* [The task]:
Please show every line in the entries below that includes the word "GoalSequence".

● ● ● ●

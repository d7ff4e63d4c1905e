// src/exec/resolver.rs

//! Executable resolution: wrapper script vs. globally installed tool.

use std::fmt;
use std::path::Path;

use tracing::{debug, warn};

use crate::exec::goals::GoalSequence;
use crate::types::{BuildTool, Platform};

/// Outcome of resolving which build tool executable to run for a project.
///
/// Computed once per executor and never changed afterwards.
#[derive(Debug, Clone, PartialEq, Eq)]
pub struct ExecutableResolution {
    executable: String,
    platform: Platform,
    is_wrapper: bool,
}

impl ExecutableResolution {
    /// Resolve the executable for `tool` in `base_dir`.
    ///
    /// Prefers the project-local wrapper when it exists and its canonical
    /// path can be resolved; otherwise falls back to the global command.
    /// The canonical path never carries a `\\?\` verbatim prefix, which
    /// `cmd.exe` cannot run. Never fails.
    pub fn resolve(base_dir: &Path, tool: BuildTool, platform: Platform) -> Self {
        let wrapper = base_dir.join(tool.wrapper_name(platform));

        if wrapper.is_file() {
            match dunce::canonicalize(&wrapper) {
                Ok(path) => {
                    debug!(wrapper = %path.display(), "using project-local build wrapper");
                    return Self {
                        executable: path.to_string_lossy().into_owned(),
                        platform,
                        is_wrapper: true,
                    };
                }
                Err(e) => {
                    warn!(
                        wrapper = %wrapper.display(),
                        error = %e,
                        "wrapper script present but its path could not be resolved"
                    );
                }
            }
        }

        let fallback = tool.fallback_command(platform);
        warn!(
            project = %base_dir.display(),
            fallback,
            "no {} wrapper found; falling back to globally installed `{}`",
            tool.wrapper_name(platform),
            fallback
        );

        Self {
            executable: fallback.to_string(),
            platform,
            is_wrapper: false,
        }
    }

    pub fn executable(&self) -> &str {
        &self.executable
    }

    pub fn platform(&self) -> Platform {
        self.platform
    }

    pub fn is_wrapper(&self) -> bool {
        self.is_wrapper
    }

    /// Whether the invocation must be prefixed with `cmd.exe /c`.
    pub fn needs_shell(&self) -> bool {
        self.platform.needs_shell()
    }

    /// Full command line for running `goals` with this executable.
    pub fn command_line(&self, goals: &GoalSequence) -> CommandLine {
        let mut args = Vec::new();
        let program = if self.needs_shell() {
            args.push("/c".to_string());
            args.push(self.executable.clone());
            "cmd.exe".to_string()
        } else {
            self.executable.clone()
        };
        args.extend(goals.iter().map(str::to_string));

        CommandLine { program, args }
    }
}

/// A program plus its arguments, ready to hand to the spawner.
#[derive(Debug, Clone, PartialEq, Eq)]
pub struct CommandLine {
    pub program: String,
    pub args: Vec<String>,
}

impl CommandLine {
    pub fn new<P: Into<String>>(program: P, args: Vec<String>) -> Self {
        Self {
            program: program.into(),
            args,
        }
    }
}

impl fmt::Display for CommandLine {
    fn fmt(&self, f: &mut fmt::Formatter<'_>) -> fmt::Result {
        write!(f, "{}", self.program)?;
        for arg in &self.args {
            write!(f, " {arg}")?;
        }
        Ok(())
    }
}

● ● ● ●

* [Finished exercise]:
use crate::exec::goals::GoalSequence;
    pub fn command_line(&self, goals: &GoalSequence) -> CommandLine {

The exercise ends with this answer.